## Task objective
Copy out, from the data below, each line in which the word "true" occurs.

## Stored data
▬▬▬
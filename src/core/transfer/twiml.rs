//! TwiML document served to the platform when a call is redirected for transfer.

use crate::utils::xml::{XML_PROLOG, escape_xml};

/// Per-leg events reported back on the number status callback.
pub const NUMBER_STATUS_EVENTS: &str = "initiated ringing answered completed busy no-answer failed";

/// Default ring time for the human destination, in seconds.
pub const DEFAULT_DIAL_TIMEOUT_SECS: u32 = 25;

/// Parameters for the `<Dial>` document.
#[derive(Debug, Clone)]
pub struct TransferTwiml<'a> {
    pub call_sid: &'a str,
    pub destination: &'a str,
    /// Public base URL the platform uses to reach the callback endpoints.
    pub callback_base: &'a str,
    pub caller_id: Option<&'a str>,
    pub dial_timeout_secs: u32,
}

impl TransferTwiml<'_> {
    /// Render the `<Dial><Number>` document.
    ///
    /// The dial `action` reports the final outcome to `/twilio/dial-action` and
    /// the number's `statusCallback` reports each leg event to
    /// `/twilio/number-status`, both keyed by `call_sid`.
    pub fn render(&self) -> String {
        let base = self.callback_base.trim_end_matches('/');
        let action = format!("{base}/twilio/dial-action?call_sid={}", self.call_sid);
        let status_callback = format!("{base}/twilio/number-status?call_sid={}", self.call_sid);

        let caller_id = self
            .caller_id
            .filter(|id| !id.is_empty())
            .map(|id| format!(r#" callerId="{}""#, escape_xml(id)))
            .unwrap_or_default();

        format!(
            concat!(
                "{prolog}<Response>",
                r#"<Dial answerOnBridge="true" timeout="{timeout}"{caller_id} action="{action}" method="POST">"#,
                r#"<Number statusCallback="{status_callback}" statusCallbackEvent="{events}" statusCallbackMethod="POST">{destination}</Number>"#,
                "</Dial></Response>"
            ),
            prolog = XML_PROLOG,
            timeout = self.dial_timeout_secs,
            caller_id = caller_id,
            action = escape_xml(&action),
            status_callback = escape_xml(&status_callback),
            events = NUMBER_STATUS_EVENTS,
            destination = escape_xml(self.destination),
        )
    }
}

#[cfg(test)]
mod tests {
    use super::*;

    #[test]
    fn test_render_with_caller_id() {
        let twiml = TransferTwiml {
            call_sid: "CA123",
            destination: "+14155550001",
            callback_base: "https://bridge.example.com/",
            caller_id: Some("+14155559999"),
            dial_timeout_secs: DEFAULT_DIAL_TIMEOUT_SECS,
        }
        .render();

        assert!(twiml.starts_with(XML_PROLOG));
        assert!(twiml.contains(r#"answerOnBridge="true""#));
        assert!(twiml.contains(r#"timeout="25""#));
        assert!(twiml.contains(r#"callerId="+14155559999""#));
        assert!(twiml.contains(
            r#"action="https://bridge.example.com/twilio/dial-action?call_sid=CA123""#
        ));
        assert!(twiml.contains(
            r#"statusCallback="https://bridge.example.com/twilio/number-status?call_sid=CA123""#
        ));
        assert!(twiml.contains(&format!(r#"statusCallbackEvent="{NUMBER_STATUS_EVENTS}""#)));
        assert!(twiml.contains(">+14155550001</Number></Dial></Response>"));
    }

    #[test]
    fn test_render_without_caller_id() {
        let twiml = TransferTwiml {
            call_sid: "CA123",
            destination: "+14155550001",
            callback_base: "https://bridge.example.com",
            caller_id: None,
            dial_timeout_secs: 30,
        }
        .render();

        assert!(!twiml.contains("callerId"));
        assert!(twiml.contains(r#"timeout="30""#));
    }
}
▬▬▬
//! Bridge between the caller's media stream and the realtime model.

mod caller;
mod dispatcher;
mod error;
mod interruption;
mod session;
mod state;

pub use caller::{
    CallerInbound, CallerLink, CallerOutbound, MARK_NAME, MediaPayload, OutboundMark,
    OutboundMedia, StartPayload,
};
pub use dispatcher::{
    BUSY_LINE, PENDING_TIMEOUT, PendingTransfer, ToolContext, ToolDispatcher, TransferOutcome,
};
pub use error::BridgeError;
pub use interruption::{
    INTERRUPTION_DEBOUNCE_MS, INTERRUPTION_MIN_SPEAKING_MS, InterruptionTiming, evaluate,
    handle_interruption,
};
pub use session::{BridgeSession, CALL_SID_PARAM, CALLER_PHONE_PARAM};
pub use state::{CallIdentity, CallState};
▬▬▬
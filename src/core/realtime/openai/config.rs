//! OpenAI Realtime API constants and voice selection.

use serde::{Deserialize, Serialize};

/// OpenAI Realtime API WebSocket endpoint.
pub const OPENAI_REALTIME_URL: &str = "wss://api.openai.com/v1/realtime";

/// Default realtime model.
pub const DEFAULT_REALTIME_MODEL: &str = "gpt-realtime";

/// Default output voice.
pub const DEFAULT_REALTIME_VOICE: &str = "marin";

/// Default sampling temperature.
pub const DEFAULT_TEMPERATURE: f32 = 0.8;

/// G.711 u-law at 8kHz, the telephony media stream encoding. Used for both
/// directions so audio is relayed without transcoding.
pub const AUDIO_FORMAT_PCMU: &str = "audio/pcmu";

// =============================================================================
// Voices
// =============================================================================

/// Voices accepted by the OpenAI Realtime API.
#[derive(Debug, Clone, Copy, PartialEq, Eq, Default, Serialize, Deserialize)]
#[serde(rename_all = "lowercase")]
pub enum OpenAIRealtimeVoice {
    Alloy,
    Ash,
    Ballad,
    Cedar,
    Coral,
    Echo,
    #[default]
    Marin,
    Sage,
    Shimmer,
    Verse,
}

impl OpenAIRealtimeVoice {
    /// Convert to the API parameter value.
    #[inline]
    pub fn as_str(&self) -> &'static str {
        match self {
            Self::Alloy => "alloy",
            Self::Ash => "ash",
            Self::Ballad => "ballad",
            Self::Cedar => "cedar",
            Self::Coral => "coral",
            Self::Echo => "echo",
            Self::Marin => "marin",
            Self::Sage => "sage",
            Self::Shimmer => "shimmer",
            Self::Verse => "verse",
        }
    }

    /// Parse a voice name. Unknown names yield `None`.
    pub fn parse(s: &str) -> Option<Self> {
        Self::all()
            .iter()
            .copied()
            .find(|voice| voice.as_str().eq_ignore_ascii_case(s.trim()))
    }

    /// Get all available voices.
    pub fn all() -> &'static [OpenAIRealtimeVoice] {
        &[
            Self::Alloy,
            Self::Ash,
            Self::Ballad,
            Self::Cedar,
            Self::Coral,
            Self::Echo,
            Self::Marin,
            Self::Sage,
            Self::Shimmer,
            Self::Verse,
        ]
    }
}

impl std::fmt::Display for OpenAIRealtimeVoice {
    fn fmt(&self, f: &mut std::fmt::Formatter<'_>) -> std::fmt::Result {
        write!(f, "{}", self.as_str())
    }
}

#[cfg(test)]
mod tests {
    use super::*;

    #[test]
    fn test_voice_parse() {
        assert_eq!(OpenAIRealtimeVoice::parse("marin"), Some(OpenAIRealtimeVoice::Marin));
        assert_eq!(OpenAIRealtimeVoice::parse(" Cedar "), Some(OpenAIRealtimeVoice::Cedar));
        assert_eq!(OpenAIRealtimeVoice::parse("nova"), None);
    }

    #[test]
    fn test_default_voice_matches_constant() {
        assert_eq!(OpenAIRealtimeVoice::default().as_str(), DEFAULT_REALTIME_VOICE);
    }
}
▬▬▬
## Answer box
                r#"<Dial answerOnBridge="true" timeout="{timeout}"{caller_id} action="{action}" method="POST">"#,
        assert!(twiml.contains(r#"answerOnBridge="true""#));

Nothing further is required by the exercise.